##### Dataset records #####

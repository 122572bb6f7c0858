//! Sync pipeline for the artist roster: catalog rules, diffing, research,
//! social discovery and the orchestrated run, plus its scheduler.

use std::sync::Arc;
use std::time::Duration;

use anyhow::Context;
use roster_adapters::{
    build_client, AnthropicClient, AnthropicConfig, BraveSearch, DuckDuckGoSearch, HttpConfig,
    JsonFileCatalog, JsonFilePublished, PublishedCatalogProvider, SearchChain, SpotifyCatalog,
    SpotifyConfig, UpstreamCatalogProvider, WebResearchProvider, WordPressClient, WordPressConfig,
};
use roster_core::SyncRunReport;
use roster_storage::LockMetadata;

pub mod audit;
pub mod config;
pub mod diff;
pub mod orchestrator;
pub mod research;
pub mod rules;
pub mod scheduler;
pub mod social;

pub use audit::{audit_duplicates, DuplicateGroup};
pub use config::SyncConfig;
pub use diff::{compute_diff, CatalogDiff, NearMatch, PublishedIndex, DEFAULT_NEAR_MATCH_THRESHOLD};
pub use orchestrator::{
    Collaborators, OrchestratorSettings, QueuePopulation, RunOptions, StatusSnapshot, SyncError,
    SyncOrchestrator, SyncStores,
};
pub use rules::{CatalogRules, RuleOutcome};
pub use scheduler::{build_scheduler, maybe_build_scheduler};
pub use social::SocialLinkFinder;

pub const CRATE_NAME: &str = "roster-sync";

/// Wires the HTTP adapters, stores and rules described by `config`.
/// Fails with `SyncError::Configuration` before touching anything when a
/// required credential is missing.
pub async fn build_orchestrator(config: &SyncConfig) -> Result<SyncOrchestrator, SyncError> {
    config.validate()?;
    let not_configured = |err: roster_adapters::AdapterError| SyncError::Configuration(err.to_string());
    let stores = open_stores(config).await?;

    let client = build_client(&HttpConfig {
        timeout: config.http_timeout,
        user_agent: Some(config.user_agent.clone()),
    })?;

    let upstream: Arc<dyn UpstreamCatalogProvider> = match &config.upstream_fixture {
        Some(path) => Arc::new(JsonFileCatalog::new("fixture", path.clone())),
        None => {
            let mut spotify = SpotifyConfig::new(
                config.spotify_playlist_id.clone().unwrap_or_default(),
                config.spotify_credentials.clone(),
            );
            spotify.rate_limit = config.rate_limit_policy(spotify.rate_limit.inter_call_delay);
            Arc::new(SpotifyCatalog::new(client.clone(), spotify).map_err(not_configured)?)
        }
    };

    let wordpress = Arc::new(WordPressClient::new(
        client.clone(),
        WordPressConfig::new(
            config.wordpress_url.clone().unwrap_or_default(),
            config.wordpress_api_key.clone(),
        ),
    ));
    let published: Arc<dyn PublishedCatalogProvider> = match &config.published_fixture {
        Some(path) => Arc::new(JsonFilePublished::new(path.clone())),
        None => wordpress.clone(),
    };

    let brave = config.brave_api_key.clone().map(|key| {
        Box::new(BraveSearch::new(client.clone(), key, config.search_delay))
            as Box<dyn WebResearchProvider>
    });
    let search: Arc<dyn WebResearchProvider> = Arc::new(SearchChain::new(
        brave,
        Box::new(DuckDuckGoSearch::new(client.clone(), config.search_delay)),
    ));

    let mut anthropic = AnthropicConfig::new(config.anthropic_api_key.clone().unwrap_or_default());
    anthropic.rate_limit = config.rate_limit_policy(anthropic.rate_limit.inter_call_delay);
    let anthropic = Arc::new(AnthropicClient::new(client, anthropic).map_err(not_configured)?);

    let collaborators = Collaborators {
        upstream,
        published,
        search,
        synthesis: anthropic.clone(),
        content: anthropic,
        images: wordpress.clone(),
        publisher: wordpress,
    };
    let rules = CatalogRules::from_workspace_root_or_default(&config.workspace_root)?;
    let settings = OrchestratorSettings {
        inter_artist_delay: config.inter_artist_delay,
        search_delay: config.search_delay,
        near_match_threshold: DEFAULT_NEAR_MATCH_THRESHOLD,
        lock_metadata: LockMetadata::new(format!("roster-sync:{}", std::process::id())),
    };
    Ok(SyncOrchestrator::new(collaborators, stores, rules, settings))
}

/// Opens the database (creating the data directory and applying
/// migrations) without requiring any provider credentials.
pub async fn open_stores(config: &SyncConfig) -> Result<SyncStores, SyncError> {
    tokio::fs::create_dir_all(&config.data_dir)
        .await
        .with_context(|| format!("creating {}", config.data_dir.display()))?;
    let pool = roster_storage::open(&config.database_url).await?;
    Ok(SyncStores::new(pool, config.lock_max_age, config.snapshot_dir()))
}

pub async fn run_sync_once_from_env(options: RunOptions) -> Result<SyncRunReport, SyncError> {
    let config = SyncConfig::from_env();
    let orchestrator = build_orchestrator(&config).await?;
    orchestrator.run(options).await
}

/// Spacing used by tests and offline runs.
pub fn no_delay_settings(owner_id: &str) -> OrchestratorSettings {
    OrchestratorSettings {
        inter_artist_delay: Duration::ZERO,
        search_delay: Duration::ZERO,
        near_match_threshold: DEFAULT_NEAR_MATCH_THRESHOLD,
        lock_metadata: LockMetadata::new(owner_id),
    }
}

#####

**Task to complete**
All entries are to be retyped with no difference from the original.

**Solution for this task**
repository 122572bb6f7c0858
//! Sync pipeline for the artist roster: catalog rules, diffing, research,
//! social discovery and the orchestrated run, plus its scheduler.

use std::sync::Arc;
use std::time::Duration;

use anyhow::Context;
use roster_adapters::{
    build_client, AnthropicClient, AnthropicConfig, BraveSearch, DuckDuckGoSearch, HttpConfig,
    JsonFileCatalog, JsonFilePublished, PublishedCatalogProvider, SearchChain, SpotifyCatalog,
    SpotifyConfig, UpstreamCatalogProvider, WebResearchProvider, WordPressClient, WordPressConfig,
};
use roster_core::SyncRunReport;
use roster_storage::LockMetadata;

pub mod audit;
pub mod config;
pub mod diff;
pub mod orchestrator;
pub mod research;
pub mod rules;
pub mod scheduler;
pub mod social;

pub use audit::{audit_duplicates, DuplicateGroup};
pub use config::SyncConfig;
pub use diff::{compute_diff, CatalogDiff, NearMatch, PublishedIndex, DEFAULT_NEAR_MATCH_THRESHOLD};
pub use orchestrator::{
    Collaborators, OrchestratorSettings, QueuePopulation, RunOptions, StatusSnapshot, SyncError,
    SyncOrchestrator, SyncStores,
};
pub use rules::{CatalogRules, RuleOutcome};
pub use scheduler::{build_scheduler, maybe_build_scheduler};
pub use social::SocialLinkFinder;

pub const CRATE_NAME: &str = "roster-sync";

/// Wires the HTTP adapters, stores and rules described by `config`.
/// Fails with `SyncError::Configuration` before touching anything when a
/// required credential is missing.
pub async fn build_orchestrator(config: &SyncConfig) -> Result<SyncOrchestrator, SyncError> {
    config.validate()?;
    let not_configured = |err: roster_adapters::AdapterError| SyncError::Configuration(err.to_string());
    let stores = open_stores(config).await?;

    let client = build_client(&HttpConfig {
        timeout: config.http_timeout,
        user_agent: Some(config.user_agent.clone()),
    })?;

    let upstream: Arc<dyn UpstreamCatalogProvider> = match &config.upstream_fixture {
        Some(path) => Arc::new(JsonFileCatalog::new("fixture", path.clone())),
        None => {
            let mut spotify = SpotifyConfig::new(
                config.spotify_playlist_id.clone().unwrap_or_default(),
                config.spotify_credentials.clone(),
            );
            spotify.rate_limit = config.rate_limit_policy(spotify.rate_limit.inter_call_delay);
            Arc::new(SpotifyCatalog::new(client.clone(), spotify).map_err(not_configured)?)
        }
    };

    let wordpress = Arc::new(WordPressClient::new(
        client.clone(),
        WordPressConfig::new(
            config.wordpress_url.clone().unwrap_or_default(),
            config.wordpress_api_key.clone(),
        ),
    ));
    let published: Arc<dyn PublishedCatalogProvider> = match &config.published_fixture {
        Some(path) => Arc::new(JsonFilePublished::new(path.clone())),
        None => wordpress.clone(),
    };

    let brave = config.brave_api_key.clone().map(|key| {
        Box::new(BraveSearch::new(client.clone(), key, config.search_delay))
            as Box<dyn WebResearchProvider>
    });
    let search: Arc<dyn WebResearchProvider> = Arc::new(SearchChain::new(
        brave,
        Box::new(DuckDuckGoSearch::new(client.clone(), config.search_delay)),
    ));

    let mut anthropic = AnthropicConfig::new(config.anthropic_api_key.clone().unwrap_or_default());
    anthropic.rate_limit = config.rate_limit_policy(anthropic.rate_limit.inter_call_delay);
    let anthropic = Arc::new(AnthropicClient::new(client, anthropic).map_err(not_configured)?);

    let collaborators = Collaborators {
        upstream,
        published,
        search,
        synthesis: anthropic.clone(),
        content: anthropic,
        images: wordpress.clone(),
        publisher: wordpress,
    };
    let rules = CatalogRules::from_workspace_root_or_default(&config.workspace_root)?;
    let settings = OrchestratorSettings {
        inter_artist_delay: config.inter_artist_delay,
        search_delay: config.search_delay,
        near_match_threshold: DEFAULT_NEAR_MATCH_THRESHOLD,
        lock_metadata: LockMetadata::new(format!("roster-sync:{}", std::process::id())),
    };
    Ok(SyncOrchestrator::new(collaborators, stores, rules, settings))
}

/// Opens the database (creating the data directory and applying
/// migrations) without requiring any provider credentials.
pub async fn open_stores(config: &SyncConfig) -> Result<SyncStores, SyncError> {
    tokio::fs::create_dir_all(&config.data_dir)
        .await
        .with_context(|| format!("creating {}", config.data_dir.display()))?;
    let pool = roster_storage::open(&config.database_url).await?;
    Ok(SyncStores::new(pool, config.lock_max_age, config.snapshot_dir()))
}

pub async fn run_sync_once_from_env(options: RunOptions) -> Result<SyncRunReport, SyncError> {
    let config = SyncConfig::from_env();
    let orchestrator = build_orchestrator(&config).await?;
    orchestrator.run(options).await
}

/// Spacing used by tests and offline runs.
pub fn no_delay_settings(owner_id: &str) -> OrchestratorSettings {
    OrchestratorSettings {
        inter_artist_delay: Duration::ZERO,
        search_delay: Duration::ZERO,
        near_match_threshold: DEFAULT_NEAR_MATCH_THRESHOLD,
        lock_metadata: LockMetadata::new(owner_id),
    }
}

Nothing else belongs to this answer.